I push her from me, and, burying my head on my arms rock myself to and fro, in a silent agony of despair. Not a sound breaks the stillness, but mother's low suppressed sobbing; it maddens me.

"What are you crying for?" I ask, roughly, raising my tearless face; "my eyes are dry. It is my sorrow, not yours not any one's. What do you mean by making moan?"

She makes no answer, and my head drops once more upon my arms. I continue my ceaseless, miserable rocking. Again there is silence.

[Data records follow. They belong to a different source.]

mod support;

use polyglot_fetch::{Client, Method, Version};
use support::server;

#[tokio::test]
async fn h2c_scheme_speaks_http2() {
    let server = server::h2c(move |req| async move {
        assert_eq!(req.version(), http::Version::HTTP_2);
        http::Response::new(hyper::Body::from("over h2c"))
    });

    let res = polyglot_fetch::fetch(format!("http2://{}/", server.addr()))
        .send()
        .await
        .unwrap();

    assert_eq!(res.version(), Version::HTTP_2);
    assert_eq!(res.status(), polyglot_fetch::StatusCode::OK);
    assert_eq!(res.text().await.unwrap(), "over h2c");
}

#[tokio::test]
async fn status_204_over_h2c() {
    let server = server::h2c(move |_req| async move {
        http::Response::builder()
            .status(204)
            .body(hyper::Body::empty())
            .unwrap()
    });

    let res = polyglot_fetch::fetch(format!("http2://{}/status/204", server.addr()))
        .send()
        .await
        .unwrap();

    assert_eq!(res.status(), polyglot_fetch::StatusCode::NO_CONTENT);
    assert!(res.ok());
    assert_eq!(res.version(), Version::HTTP_2);
}

#[tokio::test]
async fn post_body_round_trips_over_h2c() {
    let server = server::h2c(move |req| async move {
        let body = hyper::body::to_bytes(req.into_body()).await.unwrap();
        http::Response::new(hyper::Body::from(body))
    });

    let payload = vec![7u8; 70_000]; // spans several DATA frames
    let echoed = Client::new()
        .fetch(format!("http2://{}/echo", server.addr()))
        .method(Method::POST)
        .body(payload.clone())
        .send()
        .await
        .unwrap()
        .bytes()
        .await
        .unwrap();

    assert_eq!(echoed.len(), payload.len());
    assert_eq!(&echoed[..], &payload[..]);
}

#[tokio::test]
async fn sequential_requests_share_one_session() {
    let server = server::h2c(move |_req| async move {
        http::Response::new(hyper::Body::from("hi"))
    });

    let client = Client::new();
    let url = format!("http2://{}/seq", server.addr());

    for _ in 0..3 {
        client.fetch(&url).send().await.unwrap().text().await.unwrap();
    }

    assert_eq!(server.connection_count(), 1);
}

#[tokio::test]
async fn concurrent_first_requests_share_one_session() {
    let server = server::h2c(move |_req| async move {
        http::Response::new(hyper::Body::from("hi"))
    });

    let client = Client::new();
    let url = format!("http2://{}/conc", server.addr());

    let (a, b, c) = tokio::join!(
        client.fetch(&url).send(),
        client.fetch(&url).send(),
        client.fetch(&url).send(),
    );
    a.unwrap();
    b.unwrap();
    c.unwrap();

    assert_eq!(server.connection_count(), 1);
}

#[tokio::test]
async fn reset_closes_the_session() {
    let server = server::h2c(move |_req| async move {
        http::Response::new(hyper::Body::from("hi"))
    });

    let client = Client::new();
    let url = format!("http2://{}/reset", server.addr());

    client.fetch(&url).send().await.unwrap().text().await.unwrap();
    assert_eq!(server.connection_count(), 1);

    client.reset().await;

    client.fetch(&url).send().await.unwrap().text().await.unwrap();
    assert_eq!(server.connection_count(), 2);
}

#[tokio::test]
async fn distinct_clients_are_isolated() {
    let server = server::h2c(move |_req| async move {
        http::Response::new(hyper::Body::from("hi"))
    });

    let url = format!("http2://{}/iso", server.addr());

    Client::new().fetch(&url).send().await.unwrap();
    Client::new().fetch(&url).send().await.unwrap();

    // Each client keeps its own session cache.
    assert_eq!(server.connection_count(), 2);
}

#[tokio::test]
async fn idle_session_is_closed_and_reopened() {
    let server = server::h2c(move |_req| async move {
        http::Response::new(hyper::Body::from("hi"))
    });

    let client = Client::builder()
        .http2(
            polyglot_fetch::Http2Options::new()
                .idle_session_timeout(std::time::Duration::from_millis(150)),
        )
        .build()
        .unwrap();
    let url = format!("http2://{}/idle", server.addr());

    client.fetch(&url).send().await.unwrap().text().await.unwrap();
    assert_eq!(server.connection_count(), 1);

    // Wait past the idle timeout so the watchdog closes the session.
    tokio::time::sleep(std::time::Duration::from_millis(500)).await;

    client.fetch(&url).send().await.unwrap().text().await.unwrap();
    assert_eq!(server.connection_count(), 2);
}
mod support;

use polyglot_fetch::{Client, Method};
use support::server;

#[tokio::test]
async fn auto_headers() {
    let server = server::http(move |req| async move {
        assert_eq!(req.method(), "GET");

        assert_eq!(
            req.headers()["user-agent"],
            concat!("polyglot-fetch/", env!("CARGO_PKG_VERSION"))
        );
        assert_eq!(req.headers()["accept-encoding"], "gzip,deflate,br");
        assert!(req.headers().get("host").is_some());

        http::Response::default()
    });

    let url = format!("http://{}/auto", server.addr());
    let res = polyglot_fetch::fetch(&url).send().await.unwrap();

    assert_eq!(res.url().as_str(), &url);
    assert_eq!(res.status(), polyglot_fetch::StatusCode::OK);
    assert_eq!(res.version(), polyglot_fetch::Version::HTTP_11);
    assert!(res.ok());
}

#[tokio::test]
async fn custom_user_agent_fills_missing() {
    let server = server::http(move |req| async move {
        assert_eq!(req.headers()["user-agent"], "probe/7");
        http::Response::default()
    });

    let client = Client::builder().user_agent("probe/7").build().unwrap();
    client
        .fetch(format!("http://{}/ua", server.addr()))
        .send()
        .await
        .unwrap();
}

#[tokio::test]
async fn explicit_user_agent_wins_by_default() {
    let server = server::http(move |req| async move {
        assert_eq!(req.headers()["user-agent"], "mine/1");
        http::Response::default()
    });

    let client = Client::builder().user_agent("probe/7").build().unwrap();
    client
        .fetch(format!("http://{}/ua", server.addr()))
        .header("user-agent", "mine/1")
        .send()
        .await
        .unwrap();
}

#[tokio::test]
async fn overwrite_user_agent_replaces() {
    let server = server::http(move |req| async move {
        assert_eq!(req.headers()["user-agent"], "probe/7");
        http::Response::default()
    });

    let client = Client::builder()
        .user_agent("probe/7")
        .overwrite_user_agent(true)
        .build()
        .unwrap();
    client
        .fetch(format!("http://{}/ua", server.addr()))
        .header("user-agent", "mine/1")
        .send()
        .await
        .unwrap();
}

#[tokio::test]
async fn no_accept_encoding_without_compress() {
    let server = server::http(move |req| async move {
        assert!(req.headers().get("accept-encoding").is_none());
        http::Response::default()
    });

    polyglot_fetch::fetch(format!("http://{}/plain", server.addr()))
        .compress(false)
        .send()
        .await
        .unwrap();
}

#[tokio::test]
async fn existing_accept_encoding_is_kept() {
    let server = server::http(move |req| async move {
        assert_eq!(req.headers()["accept-encoding"], "identity");
        http::Response::default()
    });

    polyglot_fetch::fetch(format!("http://{}/plain", server.addr()))
        .header("accept-encoding", "identity")
        .send()
        .await
        .unwrap();
}

#[tokio::test]
async fn post_buffer_body_round_trips() {
    let payload = b"exact bytes \x00\x01\x02 through the wire".to_vec();
    let expected = payload.clone();

    let server = server::http(move |req| {
        let expected = expected.clone();
        async move {
            assert_eq!(req.method(), "POST");
            // Binary buffers get no implicit content type.
            assert!(req.headers().get("content-type").is_none());
            assert_eq!(
                req.headers()["content-length"],
                expected.len().to_string().as_str()
            );
            let body = hyper::body::to_bytes(req.into_body()).await.unwrap();
            http::Response::new(hyper::Body::from(body))
        }
    });

    let echoed = polyglot_fetch::fetch(format!("http://{}/echo", server.addr()))
        .method(Method::POST)
        .body(payload.clone())
        .send()
        .await
        .unwrap()
        .bytes()
        .await
        .unwrap();

    assert_eq!(&echoed[..], &payload[..]);
}

#[tokio::test]
async fn text_body_gets_text_plain() {
    let server = server::http(move |req| async move {
        assert_eq!(req.headers()["content-type"], "text/plain;charset=UTF-8");
        let body = hyper::body::to_bytes(req.into_body()).await.unwrap();
        http::Response::new(hyper::Body::from(body))
    });

    let echoed = polyglot_fetch::fetch(format!("http://{}/echo", server.addr()))
        .method(Method::POST)
        .body("plain text payload")
        .send()
        .await
        .unwrap()
        .text()
        .await
        .unwrap();

    assert_eq!(echoed, "plain text payload");
}

#[tokio::test]
async fn json_body_gets_content_type() {
    let server = server::http(move |req| async move {
        assert_eq!(req.headers()["content-type"], "application/json");
        let body = hyper::body::to_bytes(req.into_body()).await.unwrap();
        http::Response::new(hyper::Body::from(body))
    });

    let echoed: serde_json::Value =
        polyglot_fetch::fetch(format!("http://{}/echo", server.addr()))
            .method(Method::POST)
            .json(&serde_json::json!({ "foo": "bar" }))
            .send()
            .await
            .unwrap()
            .json()
            .await
            .unwrap();

    assert_eq!(echoed, serde_json::json!({ "foo": "bar" }));
}

#[tokio::test]
async fn form_body_gets_urlencoded_content_type() {
    let server = server::http(move |req| async move {
        assert_eq!(
            req.headers()["content-type"],
            "application/x-www-form-urlencoded;charset=UTF-8"
        );
        let body = hyper::body::to_bytes(req.into_body()).await.unwrap();
        assert_eq!(&body[..], b"hello=world&sea=rustacean");
        http::Response::default()
    });

    polyglot_fetch::fetch(format!("http://{}/form", server.addr()))
        .method(Method::POST)
        .form(&[("hello", "world"), ("sea", "rustacean")])
        .send()
        .await
        .unwrap();
}

#[tokio::test]
async fn stream_body_is_sent() {
    let server = server::http(move |req| async move {
        // Streams get no implicit content type.
        assert!(req.headers().get("content-type").is_none());
        let body = hyper::body::to_bytes(req.into_body()).await.unwrap();
        assert_eq!(&body[..], b"hello world");
        http::Response::default()
    });

    let chunks: Vec<Result<_, std::io::Error>> = vec![Ok("hello"), Ok(" "), Ok("world")];
    let body = polyglot_fetch::Body::wrap_stream(futures_util::stream::iter(chunks));

    polyglot_fetch::fetch(format!("http://{}/stream", server.addr()))
        .method(Method::POST)
        .body(body)
        .send()
        .await
        .unwrap();
}

#[tokio::test]
async fn status_204_has_empty_body() {
    let server = server::http(move |_req| async move {
        http::Response::builder()
            .status(204)
            .body(hyper::Body::empty())
            .unwrap()
    });

    let res = polyglot_fetch::fetch(format!("http://{}/status/204", server.addr()))
        .send()
        .await
        .unwrap();

    assert_eq!(res.status(), polyglot_fetch::StatusCode::NO_CONTENT);
    assert!(res.ok());
    assert_eq!(res.version(), polyglot_fetch::Version::HTTP_11);
    assert!(res.bytes().await.unwrap().is_empty());
}

#[tokio::test]
async fn keep_alive_reuses_the_connection() {
    let server = server::http(move |_req| async move {
        http::Response::new(hyper::Body::from("hi"))
    });

    let client = Client::new();
    let url = format!("http://{}/keep", server.addr());

    for _ in 0..3 {
        let text = client.fetch(&url).send().await.unwrap().text().await.unwrap();
        assert_eq!(text, "hi");
    }

    assert_eq!(server.connection_count(), 1);
}

#[tokio::test]
async fn keep_alive_disabled_opens_fresh_connections() {
    let server = server::http(move |_req| async move {
        http::Response::new(hyper::Body::from("hi"))
    });

    let client = Client::builder()
        .http1(polyglot_fetch::Http1Options::new().keep_alive(false))
        .build()
        .unwrap();
    let url = format!("http://{}/fresh", server.addr());

    for _ in 0..2 {
        client.fetch(&url).send().await.unwrap().text().await.unwrap();
    }

    assert_eq!(server.connection_count(), 2);
}

#[tokio::test]
async fn reset_closes_pooled_connections() {
    let server = server::http(move |_req| async move {
        http::Response::new(hyper::Body::from("hi"))
    });

    let client = Client::new();
    let url = format!("http://{}/reset", server.addr());

    client.fetch(&url).send().await.unwrap().text().await.unwrap();
    assert_eq!(server.connection_count(), 1);

    client.reset().await;
    // Reset is idempotent.
    client.reset().await;

    client.fetch(&url).send().await.unwrap().text().await.unwrap();
    assert_eq!(server.connection_count(), 2);
}

#[tokio::test]
async fn error_for_status() {
    let server = server::http(move |_req| async move {
        http::Response::builder()
            .status(418)
            .body(hyper::Body::empty())
            .unwrap()
    });

    let err = polyglot_fetch::fetch(format!("http://{}/teapot", server.addr()))
        .send()
        .await
        .unwrap()
        .error_for_status()
        .unwrap_err();

    assert!(err.is_status());
    assert_eq!(
        err.status(),
        Some(polyglot_fetch::StatusCode::IM_A_TEAPOT)
    );
}

#[tokio::test]
async fn response_streaming_chunks() {
    let server = server::http(move |_req| async move {
        http::Response::new(hyper::Body::from("streamed body"))
    });

    let mut res = polyglot_fetch::fetch(format!("http://{}/chunks", server.addr()))
        .send()
        .await
        .unwrap();

    let mut collected = Vec::new();
    while let Some(chunk) = res.chunk().await.unwrap() {
        collected.extend_from_slice(&chunk);
    }
    assert_eq!(&collected[..], b"streamed body");
}
impl Default for Http2Options {
    fn default() -> Http2Options {
        Http2Options {
            idle_session_timeout: Duration::from_secs(300),
            pushed_stream_idle_timeout: Duration::from_secs(5),
            push_promise_handler: None,
            push_handler: None,
        }
    }
}

impl Http2Options {
    /// Creates the default option set.
    pub fn new() -> Http2Options {
        Http2Options::default()
    }

    /// How long a session with no active streams stays open. Default 300s.
    pub fn idle_session_timeout(mut self, timeout: Duration) -> Http2Options {
        self.idle_session_timeout = timeout;
        self
    }

    /// How long an unconsumed pushed stream survives after its response
    /// headers arrive. Default 5s.
    pub fn pushed_stream_idle_timeout(mut self, timeout: Duration) -> Http2Options {
        self.pushed_stream_idle_timeout = timeout;
        self
    }

    /// Registers a handler consulted for every push promise. Registering
    /// any push handler enables server push on new sessions.
    pub fn push_promise_handler<F>(mut self, handler: F) -> Http2Options
    where
        F: Fn(&Url, &HeaderMap) -> PushAction + Send + Sync + 'static,
    {
        self.push_promise_handler = Some(Arc::new(handler));
        self
    }

    /// Registers a handler receiving accepted pushed responses.
    pub fn push_handler<F>(mut self, handler: F) -> Http2Options
    where
        F: Fn(Url, HeaderMap, Response) + Send + Sync + 'static,
    {
        self.push_handler = Some(Arc::new(handler));
        self
    }

    fn push_enabled(&self) -> bool {
        self.push_promise_handler.is_some() || self.push_handler.is_some()
    }
}

impl fmt::Debug for Http2Options {
    fn fmt(&self, f: &mut fmt::Formatter) -> fmt::Result {
        f.debug_struct("Http2Options")
            .field("idle_session_timeout", &self.idle_session_timeout)
            .field(
                "pushed_stream_idle_timeout",
                &self.pushed_stream_idle_timeout,
            )
            .field("push_promise_handler", &self.push_promise_handler.is_some())
            .field("push_handler", &self.push_handler.is_some())
            .finish()
    }
}

/// The HTTP/2 transport: a per-origin cache of multiplexed sessions.
pub(crate) struct H2Transport {
    inner: Arc<H2Inner>,
}

struct H2Inner {
    connector: Arc<Connector>,
    opts: Http2Options,
    accepts: Accepts,
    sessions: Mutex<HashMap<Origin, Session>>,
}

#[derive(Clone)]
struct Session {
    sender: SendRequest<Bytes>,
    shared: Arc<SessionShared>,
}

struct SessionShared {
    origin: Origin,
    closed: AtomicBool,
    active: AtomicUsize,
    last_used: Mutex<Instant>,
    /// Fired to ask the driver to tear the connection down.
    close: CancellationToken,
    /// Fired by the driver once the connection is gone.
    done: CancellationToken,
}

/// Keeps a session's active-stream count while a request or its response
/// body is alive; the idle timer only runs when the count is zero.
pub(crate) struct ActiveGuard {
    shared: Arc<SessionShared>,
}

impl ActiveGuard {
    fn new(shared: Arc<SessionShared>) -> ActiveGuard {
        shared.active.fetch_add(1, Ordering::SeqCst);
        shared.touch();
        ActiveGuard { shared }
    }
}

impl Drop for ActiveGuard {
    fn drop(&mut self) {
        if self.shared.active.fetch_sub(1, Ordering::SeqCst) == 1 {
            self.shared.touch();
        }
    }
}

impl SessionShared {
    fn touch(&self) {
        *self.last_used.lock().expect("session timer poisoned") = Instant::now();
    }

    fn idle_deadline(&self, timeout: Duration) -> Instant {
        *self.last_used.lock().expect("session timer poisoned") + timeout
    }
}
//! Transparent response body decompression.

use std::{
    fmt,
    future::Future,
    io,
    pin::Pin,
    task::{Context, Poll},
};

use async_compression::tokio::bufread::{BrotliDecoder, GzipDecoder, ZlibDecoder};
use bytes::Bytes;
use futures_core::Stream;
use futures_util::{stream::Peekable, StreamExt};
use http::{
    header::{CONTENT_ENCODING, CONTENT_LENGTH},
    HeaderMap, StatusCode,
};
use log::warn;
use tokio_util::{
    codec::{BytesCodec, FramedRead},
    io::StreamReader,
};

use crate::{body::ResponseBody, error::Error};

/// Which content codings the client advertises and decodes.
#[derive(Clone, Copy, Debug)]
pub(crate) struct Accepts {
    pub(crate) gzip: bool,
    pub(crate) deflate: bool,
    pub(crate) brotli: bool,
}

impl Accepts {
    pub(crate) fn none() -> Accepts {
        Accepts {
            gzip: false,
            deflate: false,
            brotli: false,
        }
    }

    /// The `accept-encoding` value matching the enabled codings.
    pub(crate) fn as_str(&self) -> Option<&'static str> {
        match (self.gzip, self.deflate, self.brotli) {
            (true, true, true) => Some("gzip,deflate,br"),
            (true, true, false) => Some("gzip,deflate"),
            (true, false, true) => Some("gzip,br"),
            (true, false, false) => Some("gzip"),
            (false, true, true) => Some("deflate,br"),
            (false, true, false) => Some("deflate"),
            (false, false, true) => Some("br"),
            (false, false, false) => None,
        }
    }
}

impl Default for Accepts {
    fn default() -> Accepts {
        Accepts {
            gzip: true,
            deflate: true,
            brotli: true,
        }
    }
}

/// A response body stream, decompressed on the fly when the response's
/// `content-encoding` calls for it.
pub struct Decoder {
    inner: Inner,
}

type PeekableIoStream = Peekable<IoStream>;

enum Inner {
    /// A response body passed through untouched.
    PlainText(ResponseBody),
    /// A gzip-encoded body being inflated.
    Gzip(Pin<Box<FramedRead<GzipDecoder<StreamReader<PeekableIoStream, Bytes>>, BytesCodec>>>),
    /// A brotli-encoded body being inflated.
    Brotli(Pin<Box<FramedRead<BrotliDecoder<StreamReader<PeekableIoStream, Bytes>>, BytesCodec>>>),
    /// A deflate-encoded body being inflated.
    Deflate(Pin<Box<FramedRead<ZlibDecoder<StreamReader<PeekableIoStream, Bytes>>, BytesCodec>>>),
    /// A decoder selected, waiting for the first bytes to arrive so an
    /// empty body does not wedge the decompressor.
    Pending(Pin<Box<Pending>>),
}

#[derive(Clone, Copy, Debug)]
enum DecoderType {
    Gzip,
    Brotli,
    Deflate,
}

struct Pending(PeekableIoStream, DecoderType);

struct IoStream(ResponseBody);

impl Decoder {
    fn plain_text(body: ResponseBody) -> Decoder {
        Decoder {
            inner: Inner::PlainText(body),
        }
    }

    fn pending(body: ResponseBody, decoder: DecoderType) -> Decoder {
        Decoder {
            inner: Inner::Pending(Box::pin(Pending(IoStream(body).peekable(), decoder))),
        }
    }

    /// Wraps `body` with the decoder selected by the response headers.
    ///
    /// The body is passed through unchanged when the status cannot carry a
    /// body (204, 304), when `content-length` is 0, or when
    /// `content-encoding` is absent, unrecognized, or not accepted. When a
    /// decoder engages, the `content-encoding` and `content-length`
    /// headers no longer describe the bytes the caller will see and are
    /// removed.
    pub(crate) fn detect(
        headers: &mut HeaderMap,
        body: ResponseBody,
        accepts: Accepts,
        status: StatusCode,
    ) -> Decoder {
        if status == StatusCode::NO_CONTENT || status == StatusCode::NOT_MODIFIED {
            return Decoder::plain_text(body);
        }

        if headers
            .get(CONTENT_LENGTH)
            .and_then(|len| len.to_str().ok())
            .map(|len| len.trim() == "0")
            .unwrap_or(false)
        {
            return Decoder::plain_text(body);
        }

        let decoder = headers
            .get(CONTENT_ENCODING)
            .and_then(|value| value.to_str().ok())
            .and_then(|coding| match coding.trim().to_ascii_lowercase().as_str() {
                "gzip" | "x-gzip" if accepts.gzip => Some(DecoderType::Gzip),
                "deflate" | "x-deflate" if accepts.deflate => Some(DecoderType::Deflate),
                "br" if accepts.brotli => Some(DecoderType::Brotli),
                _ => None,
            });

        match decoder {
            Some(decoder) => {
                headers.remove(CONTENT_ENCODING);
                headers.remove(CONTENT_LENGTH);
                Decoder::pending(body, decoder)
            }
            None => Decoder::plain_text(body),
        }
    }
}

impl Stream for Decoder {
    type Item = crate::Result<Bytes>;

    fn poll_next(mut self: Pin<&mut Self>, cx: &mut Context<'_>) -> Poll<Option<Self::Item>> {
        // Do a read or poll for a pending decoder value.
        match self.inner {
            Inner::Pending(ref mut future) => match futures_core::ready!(future.as_mut().poll(cx))
            {
                Ok(inner) => {
                    self.inner = inner;
                    self.poll_next(cx)
                }
                Err(e) => {
                    let err = Error::decode_io(e);
                    warn!("response decode failed: {err}");
                    Poll::Ready(Some(Err(err)))
                }
            },
            Inner::PlainText(ref mut body) => Pin::new(body).poll_next(cx),
            Inner::Gzip(ref mut decoder) => match futures_core::ready!(decoder.as_mut().poll_next(cx)) {
                Some(Ok(bytes)) => Poll::Ready(Some(Ok(bytes.freeze()))),
                Some(Err(e)) => {
                    let err = Error::decode_io(e);
                    warn!("gzip decode failed: {err}");
                    Poll::Ready(Some(Err(err)))
                }
                None => Poll::Ready(None),
            },
            Inner::Brotli(ref mut decoder) => match futures_core::ready!(decoder.as_mut().poll_next(cx)) {
                Some(Ok(bytes)) => Poll::Ready(Some(Ok(bytes.freeze()))),
                Some(Err(e)) => {
                    let err = Error::decode_io(e);
                    warn!("brotli decode failed: {err}");
                    Poll::Ready(Some(Err(err)))
                }
                None => Poll::Ready(None),
            },
            Inner::Deflate(ref mut decoder) => match futures_core::ready!(decoder.as_mut().poll_next(cx)) {
                Some(Ok(bytes)) => Poll::Ready(Some(Ok(bytes.freeze()))),
                Some(Err(e)) => {
                    let err = Error::decode_io(e);
                    warn!("deflate decode failed: {err}");
                    Poll::Ready(Some(Err(err)))
                }
                None => Poll::Ready(None),
            },
        }
    }
}

impl fmt::Debug for Decoder {
    fn fmt(&self, f: &mut fmt::Formatter) -> fmt::Result {
        let coding = match self.inner {
            Inner::PlainText(..) => "identity",
            Inner::Gzip(..) => "gzip",
            Inner::Brotli(..) => "br",
            Inner::Deflate(..) => "deflate",
            Inner::Pending(..) => "pending",
        };
        f.debug_struct("Decoder").field("coding", &coding).finish()
    }
}

impl Future for Pending {
    type Output = Result<Inner, io::Error>;

    fn poll(mut self: Pin<&mut Self>, cx: &mut Context<'_>) -> Poll<Self::Output> {
        match futures_core::ready!(Pin::new(&mut self.0).poll_peek(cx)) {
            Some(Ok(_)) => {
                // fall through
            }
            Some(Err(_)) => {
                // The error is pulled out of the stream below.
                return match futures_core::ready!(Pin::new(&mut self.0).poll_next(cx)) {
                    Some(Err(e)) => Poll::Ready(Err(e)),
                    None | Some(Ok(_)) => unreachable!("peek saw an error"),
                };
            }
            None => {
                // An empty compressed body decodes to an empty body.
                return Poll::Ready(Ok(Inner::PlainText(ResponseBody::empty())));
            }
        };

        let body = std::mem::replace(
            &mut self.0,
            IoStream(ResponseBody::empty()).peekable(),
        );

        let inner = match self.1 {
            DecoderType::Gzip => Inner::Gzip(Box::pin(FramedRead::new(
                GzipDecoder::new(StreamReader::new(body)),
                BytesCodec::new(),
            ))),
            DecoderType::Brotli => Inner::Brotli(Box::pin(FramedRead::new(
                BrotliDecoder::new(StreamReader::new(body)),
                BytesCodec::new(),
            ))),
            DecoderType::Deflate => Inner::Deflate(Box::pin(FramedRead::new(
                ZlibDecoder::new(StreamReader::new(body)),
                BytesCodec::new(),
            ))),
        };

        Poll::Ready(Ok(inner))
    }
}

impl Stream for IoStream {
    type Item = Result<Bytes, io::Error>;

    fn poll_next(mut self: Pin<&mut Self>, cx: &mut Context<'_>) -> Poll<Option<Self::Item>> {
        match futures_core::ready!(Pin::new(&mut self.0).poll_next(cx)) {
            Some(Ok(chunk)) => Poll::Ready(Some(Ok(chunk))),
            Some(Err(err)) => Poll::Ready(Some(Err(err.into_io()))),
            None => Poll::Ready(None),
        }
    }
}

#[cfg(test)]
mod tests {
    use super::*;

    fn headers(pairs: &[(&str, &str)]) -> HeaderMap {
        let mut map = HeaderMap::new();
        for (name, value) in pairs {
            map.insert(
                http::header::HeaderName::from_bytes(name.as_bytes()).unwrap(),
                value.parse().unwrap(),
            );
        }
        map
    }

    fn coding(decoder: &Decoder) -> &'static str {
        match decoder.inner {
            Inner::PlainText(..) => "identity",
            Inner::Pending(ref pending) => match pending.1 {
                DecoderType::Gzip => "gzip",
                DecoderType::Brotli => "br",
                DecoderType::Deflate => "deflate",
            },
            _ => "started",
        }
    }

    #[test]
    fn detects_gzip_aliases() {
        for value in ["gzip", "x-gzip", "GZIP"] {
            let mut h = headers(&[("content-encoding", value)]);
            let decoder = Decoder::detect(
                &mut h,
                ResponseBody::empty(),
                Accepts::default(),
                StatusCode::OK,
            );
            assert_eq!(coding(&decoder), "gzip");
            assert!(h.get(CONTENT_ENCODING).is_none());
        }
    }

    #[test]
    fn detects_deflate_and_brotli() {
        let mut h = headers(&[("content-encoding", "x-deflate")]);
        let decoder = Decoder::detect(
            &mut h,
            ResponseBody::empty(),
            Accepts::default(),
            StatusCode::OK,
        );
        assert_eq!(coding(&decoder), "deflate");

        let mut h = headers(&[("content-encoding", "br")]);
        let decoder = Decoder::detect(
            &mut h,
            ResponseBody::empty(),
            Accepts::default(),
            StatusCode::OK,
        );
        assert_eq!(coding(&decoder), "br");
    }

    #[test]
    fn passthrough_when_no_body_possible() {
        for status in [StatusCode::NO_CONTENT, StatusCode::NOT_MODIFIED] {
            let mut h = headers(&[("content-encoding", "gzip")]);
            let decoder =
                Decoder::detect(&mut h, ResponseBody::empty(), Accepts::default(), status);
            assert_eq!(coding(&decoder), "identity");
            // Headers are left alone when nothing is decoded.
            assert!(h.get(CONTENT_ENCODING).is_some());
        }
    }

    #[test]
    fn passthrough_on_empty_or_unknown() {
        let mut h = headers(&[("content-encoding", "gzip"), ("content-length", "0")]);
        let decoder = Decoder::detect(
            &mut h,
            ResponseBody::empty(),
            Accepts::default(),
            StatusCode::OK,
        );
        assert_eq!(coding(&decoder), "identity");

        let mut h = headers(&[("content-encoding", "zstd")]);
        let decoder = Decoder::detect(
            &mut h,
            ResponseBody::empty(),
            Accepts::default(),
            StatusCode::OK,
        );
        assert_eq!(coding(&decoder), "identity");

        let mut h = headers(&[("content-encoding", "gzip")]);
        let decoder =
            Decoder::detect(&mut h, ResponseBody::empty(), Accepts::none(), StatusCode::OK);
        assert_eq!(coding(&decoder), "identity");
    }

    #[test]
    fn accept_encoding_value() {
        assert_eq!(Accepts::default().as_str(), Some("gzip,deflate,br"));
        assert_eq!(Accepts::none().as_str(), None);
        assert_eq!(
            Accepts {
                gzip: true,
                deflate: false,
                brotli: false
            }
            .as_str(),
            Some("gzip")
        );
    }
}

A door bangs somewhere in the distance.

"I will not see him!" I cry, starting up wildly "Nothing on earth shall induce me. I cannot, mother. Tell him he must not come in here."

"Darling, he is not coming. But even if he were, Phyllis, surely you would be kind to him. If you could only see his despair! He was quite innocent of it. Phyllis, I implore you, do not foster bitter thoughts in your heart towards Marmaduke."

"It is not that. You mistake me. Only—it is all so horrible—I fear to see him. Yesterday he was my husband—no, no—I mean I thought he was my husband; to-day what is he?"